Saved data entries
********

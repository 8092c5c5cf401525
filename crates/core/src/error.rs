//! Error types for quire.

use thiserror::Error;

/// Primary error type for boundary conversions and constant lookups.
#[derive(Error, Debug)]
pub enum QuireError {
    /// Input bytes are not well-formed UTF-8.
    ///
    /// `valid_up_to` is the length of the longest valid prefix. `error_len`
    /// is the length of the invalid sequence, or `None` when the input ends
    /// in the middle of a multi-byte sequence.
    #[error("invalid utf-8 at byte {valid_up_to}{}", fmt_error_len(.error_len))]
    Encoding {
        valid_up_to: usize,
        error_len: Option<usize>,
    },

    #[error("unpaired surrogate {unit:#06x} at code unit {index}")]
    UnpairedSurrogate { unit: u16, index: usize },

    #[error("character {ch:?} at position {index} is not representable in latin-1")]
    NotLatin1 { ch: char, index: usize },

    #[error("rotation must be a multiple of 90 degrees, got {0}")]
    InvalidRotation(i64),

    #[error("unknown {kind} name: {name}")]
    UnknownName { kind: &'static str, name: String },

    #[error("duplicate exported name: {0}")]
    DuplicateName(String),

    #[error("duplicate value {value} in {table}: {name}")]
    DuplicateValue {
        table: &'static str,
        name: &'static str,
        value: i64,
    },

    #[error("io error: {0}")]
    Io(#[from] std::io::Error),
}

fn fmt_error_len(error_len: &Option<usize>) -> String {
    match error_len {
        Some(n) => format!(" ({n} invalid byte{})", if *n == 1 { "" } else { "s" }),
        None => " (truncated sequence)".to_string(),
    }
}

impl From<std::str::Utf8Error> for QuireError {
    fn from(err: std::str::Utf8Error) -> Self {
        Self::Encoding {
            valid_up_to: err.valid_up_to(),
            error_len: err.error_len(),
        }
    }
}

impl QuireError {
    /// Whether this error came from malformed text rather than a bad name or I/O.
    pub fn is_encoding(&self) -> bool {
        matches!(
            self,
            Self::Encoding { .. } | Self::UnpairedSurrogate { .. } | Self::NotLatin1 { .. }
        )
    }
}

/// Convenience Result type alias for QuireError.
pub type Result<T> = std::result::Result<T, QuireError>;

********

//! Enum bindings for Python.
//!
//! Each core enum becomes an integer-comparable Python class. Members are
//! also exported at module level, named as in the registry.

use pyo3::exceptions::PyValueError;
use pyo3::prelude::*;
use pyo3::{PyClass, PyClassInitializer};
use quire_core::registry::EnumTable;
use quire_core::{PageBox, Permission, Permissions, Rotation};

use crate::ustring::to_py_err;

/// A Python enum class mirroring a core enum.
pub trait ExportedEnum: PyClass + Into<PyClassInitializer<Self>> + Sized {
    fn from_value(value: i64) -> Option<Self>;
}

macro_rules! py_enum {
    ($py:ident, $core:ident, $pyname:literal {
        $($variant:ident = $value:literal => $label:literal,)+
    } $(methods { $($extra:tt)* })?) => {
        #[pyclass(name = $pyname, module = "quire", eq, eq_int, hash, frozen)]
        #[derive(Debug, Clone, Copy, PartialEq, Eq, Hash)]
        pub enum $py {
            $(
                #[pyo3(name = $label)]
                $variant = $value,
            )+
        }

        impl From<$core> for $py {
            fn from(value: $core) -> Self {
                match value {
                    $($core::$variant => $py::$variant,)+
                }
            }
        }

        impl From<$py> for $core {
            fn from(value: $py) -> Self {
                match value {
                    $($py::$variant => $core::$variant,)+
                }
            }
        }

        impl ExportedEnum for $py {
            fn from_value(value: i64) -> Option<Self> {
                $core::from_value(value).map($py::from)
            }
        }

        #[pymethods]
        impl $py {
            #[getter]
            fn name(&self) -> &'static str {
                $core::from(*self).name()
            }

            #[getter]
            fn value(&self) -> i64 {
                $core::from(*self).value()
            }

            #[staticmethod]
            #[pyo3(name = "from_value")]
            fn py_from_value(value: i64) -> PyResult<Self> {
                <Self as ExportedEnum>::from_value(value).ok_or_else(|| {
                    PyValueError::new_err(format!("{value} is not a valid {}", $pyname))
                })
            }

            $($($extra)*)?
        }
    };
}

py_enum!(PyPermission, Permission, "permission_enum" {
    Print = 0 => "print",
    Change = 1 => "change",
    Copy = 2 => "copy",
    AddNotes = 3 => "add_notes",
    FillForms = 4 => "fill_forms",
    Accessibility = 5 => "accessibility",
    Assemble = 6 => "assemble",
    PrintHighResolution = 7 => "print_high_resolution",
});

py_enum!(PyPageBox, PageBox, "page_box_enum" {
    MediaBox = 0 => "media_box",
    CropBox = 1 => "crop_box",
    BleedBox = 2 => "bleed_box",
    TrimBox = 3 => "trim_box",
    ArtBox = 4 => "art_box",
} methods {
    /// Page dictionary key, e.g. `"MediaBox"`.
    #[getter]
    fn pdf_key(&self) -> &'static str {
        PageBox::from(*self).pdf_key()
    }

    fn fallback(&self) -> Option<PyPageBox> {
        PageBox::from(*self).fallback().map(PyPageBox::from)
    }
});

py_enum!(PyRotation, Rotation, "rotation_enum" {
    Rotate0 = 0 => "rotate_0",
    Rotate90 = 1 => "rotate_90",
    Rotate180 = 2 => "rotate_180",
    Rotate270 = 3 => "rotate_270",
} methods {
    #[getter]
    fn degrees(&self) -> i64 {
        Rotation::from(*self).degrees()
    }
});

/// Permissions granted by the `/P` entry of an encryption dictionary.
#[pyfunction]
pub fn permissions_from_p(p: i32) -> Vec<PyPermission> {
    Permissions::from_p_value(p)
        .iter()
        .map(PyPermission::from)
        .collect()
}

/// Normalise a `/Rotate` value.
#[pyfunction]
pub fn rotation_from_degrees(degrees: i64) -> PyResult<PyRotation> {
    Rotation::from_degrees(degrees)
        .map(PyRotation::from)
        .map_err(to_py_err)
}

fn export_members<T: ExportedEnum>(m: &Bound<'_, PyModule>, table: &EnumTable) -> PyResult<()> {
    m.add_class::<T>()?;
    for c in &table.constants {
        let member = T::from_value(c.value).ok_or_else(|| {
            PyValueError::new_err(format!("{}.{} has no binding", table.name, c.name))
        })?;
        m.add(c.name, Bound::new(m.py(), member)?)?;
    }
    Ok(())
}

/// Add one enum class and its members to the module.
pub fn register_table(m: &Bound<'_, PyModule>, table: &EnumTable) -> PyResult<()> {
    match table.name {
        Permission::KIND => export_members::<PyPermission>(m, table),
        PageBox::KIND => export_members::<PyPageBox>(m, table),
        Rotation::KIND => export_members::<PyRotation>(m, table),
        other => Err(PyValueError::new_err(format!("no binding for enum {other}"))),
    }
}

********

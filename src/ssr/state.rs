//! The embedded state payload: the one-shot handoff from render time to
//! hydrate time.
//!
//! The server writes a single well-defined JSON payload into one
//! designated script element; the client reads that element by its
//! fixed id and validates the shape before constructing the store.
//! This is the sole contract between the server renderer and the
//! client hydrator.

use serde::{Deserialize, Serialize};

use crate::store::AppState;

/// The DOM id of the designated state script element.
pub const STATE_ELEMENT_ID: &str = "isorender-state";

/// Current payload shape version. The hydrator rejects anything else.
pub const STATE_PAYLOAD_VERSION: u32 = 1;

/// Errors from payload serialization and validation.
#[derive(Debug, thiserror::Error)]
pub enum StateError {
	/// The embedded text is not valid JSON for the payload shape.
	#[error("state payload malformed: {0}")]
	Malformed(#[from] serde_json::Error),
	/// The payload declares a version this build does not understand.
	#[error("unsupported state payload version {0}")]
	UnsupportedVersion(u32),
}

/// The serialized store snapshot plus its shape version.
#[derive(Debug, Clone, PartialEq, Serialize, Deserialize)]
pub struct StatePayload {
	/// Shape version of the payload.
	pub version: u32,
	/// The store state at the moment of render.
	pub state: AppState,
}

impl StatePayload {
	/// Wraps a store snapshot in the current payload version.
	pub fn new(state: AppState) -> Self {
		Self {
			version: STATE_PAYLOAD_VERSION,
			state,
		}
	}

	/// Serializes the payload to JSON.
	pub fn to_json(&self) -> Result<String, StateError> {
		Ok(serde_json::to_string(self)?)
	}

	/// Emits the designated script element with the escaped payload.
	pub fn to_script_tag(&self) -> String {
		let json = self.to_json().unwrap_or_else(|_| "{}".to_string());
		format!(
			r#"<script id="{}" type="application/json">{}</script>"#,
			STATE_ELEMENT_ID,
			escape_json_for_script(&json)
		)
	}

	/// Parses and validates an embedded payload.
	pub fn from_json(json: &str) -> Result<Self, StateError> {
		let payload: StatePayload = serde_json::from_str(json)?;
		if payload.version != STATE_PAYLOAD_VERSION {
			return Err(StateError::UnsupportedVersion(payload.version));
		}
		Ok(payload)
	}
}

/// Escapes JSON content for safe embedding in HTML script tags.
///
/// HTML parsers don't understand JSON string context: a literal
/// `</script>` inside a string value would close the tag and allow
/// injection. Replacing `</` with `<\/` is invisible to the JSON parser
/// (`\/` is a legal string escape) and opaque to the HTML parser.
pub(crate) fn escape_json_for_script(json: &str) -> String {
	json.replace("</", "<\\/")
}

********

What is needed:
Copy, exactly and only, the lines above that begin with the one containing "repository 8092c5c5cf401525" and finish with the one containing "the input ends".

Answer section:
repository 8092c5c5cf401525
filename crates/core/src/error.rs
//! Error types for quire.

use thiserror::Error;

/// Primary error type for boundary conversions and constant lookups.
#[derive(Error, Debug)]
pub enum QuireError {
    /// Input bytes are not well-formed UTF-8.
    ///
    /// `valid_up_to` is the length of the longest valid prefix. `error_len`
    /// is the length of the invalid sequence, or `None` when the input ends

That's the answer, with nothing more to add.